Start of Block
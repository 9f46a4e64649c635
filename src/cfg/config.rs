//! Validation configuration for control flow graph construction
//!
//! The analyses in this crate assume a well-shaped graph: an entry block without
//! predecessors, mirrored edge lists, at least one exit. This module controls how
//! much of that is checked when a graph is handed over by the construction stage.

/// Configuration for graph validation in [`crate::cfg::ControlFlowGraph::from_blocks_with_config`]
///
/// Block ids and edge targets are always checked since every analysis indexes
/// per-block vectors with them. The remaining checks can be toggled.
#[derive(Debug, Clone, Copy, PartialEq, Eq)]
#[allow(clippy::struct_excessive_bools)]
pub struct ValidationConfig {
    /// Predecessor lists must mirror successor lists (same multiset of edges)
    pub enable_edge_validation: bool,

    /// Block 0 must have no predecessors
    pub enable_entry_validation: bool,

    /// At least one block must have no successors
    pub enable_exit_validation: bool,

    /// Every block must be reachable from the entry block
    /// Off by default: lowering frequently leaves dead blocks behind `return`
    pub enable_reachability_validation: bool,
}

impl Default for ValidationConfig {
    fn default() -> Self {
        Self {
            enable_edge_validation: true,
            enable_entry_validation: true,
            enable_exit_validation: true,
            enable_reachability_validation: false,
        }
    }
}

impl ValidationConfig {
    /// Creates a configuration that performs only the mandatory index checks
    #[must_use]
    pub fn disabled() -> Self {
        Self {
            enable_edge_validation: false,
            enable_entry_validation: false,
            enable_exit_validation: false,
            enable_reachability_validation: false,
        }
    }

    /// Creates a configuration with only the checks the analyses depend on
    ///
    /// Edge symmetry and the entry shape are required for correct phi placement;
    /// the exit check is skipped.
    #[must_use]
    pub fn minimal() -> Self {
        Self {
            enable_edge_validation: true,
            enable_entry_validation: true,
            enable_exit_validation: false,
            enable_reachability_validation: false,
        }
    }

    /// Creates a configuration with every check enabled
    #[must_use]
    pub fn strict() -> Self {
        Self {
            enable_edge_validation: true,
            enable_entry_validation: true,
            enable_exit_validation: true,
            enable_reachability_validation: true,
        }
    }
}
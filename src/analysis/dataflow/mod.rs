//! Data flow analysis framework.
//!
//! This module provides a generic framework for computing properties that
//! propagate along control flow edges. It supports both forward and backward
//! analyses using a worklist-based solver.
//!
//! # Architecture
//!
//! The framework is built around three core abstractions:
//!
//! - **Lattice**: Defines the domain of abstract values with a meet operation
//! - **Analysis**: Specifies transfer functions and boundary conditions
//! - **Solver**: Iteratively computes fixpoints using a worklist algorithm
//!
//! # Analyses Built On It
//!
//! - [`crate::analysis::DefinednessAnalysis`]: forward, "is this name bound here?"
//! - [`crate::analysis::LiveNames`]: backward, the classic live-variable sets
//!
//! # Thread Safety
//!
//! The solver owns its state exclusively; independent solvers may run on
//! different threads over the same (shared, immutable) graph.

mod framework;
mod lattice;
mod solver;

pub use framework::{AnalysisResults, DataFlowAnalysis, Direction};
pub use lattice::MeetSemiLattice;
pub use solver::DataFlowSolver;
End of Block
» Problem description
Extract every line containing the string "worklist" from the material.

» Answer box
//! analyses using a worklist-based solver.
//! - **Solver**: Iteratively computes fixpoints using a worklist algorithm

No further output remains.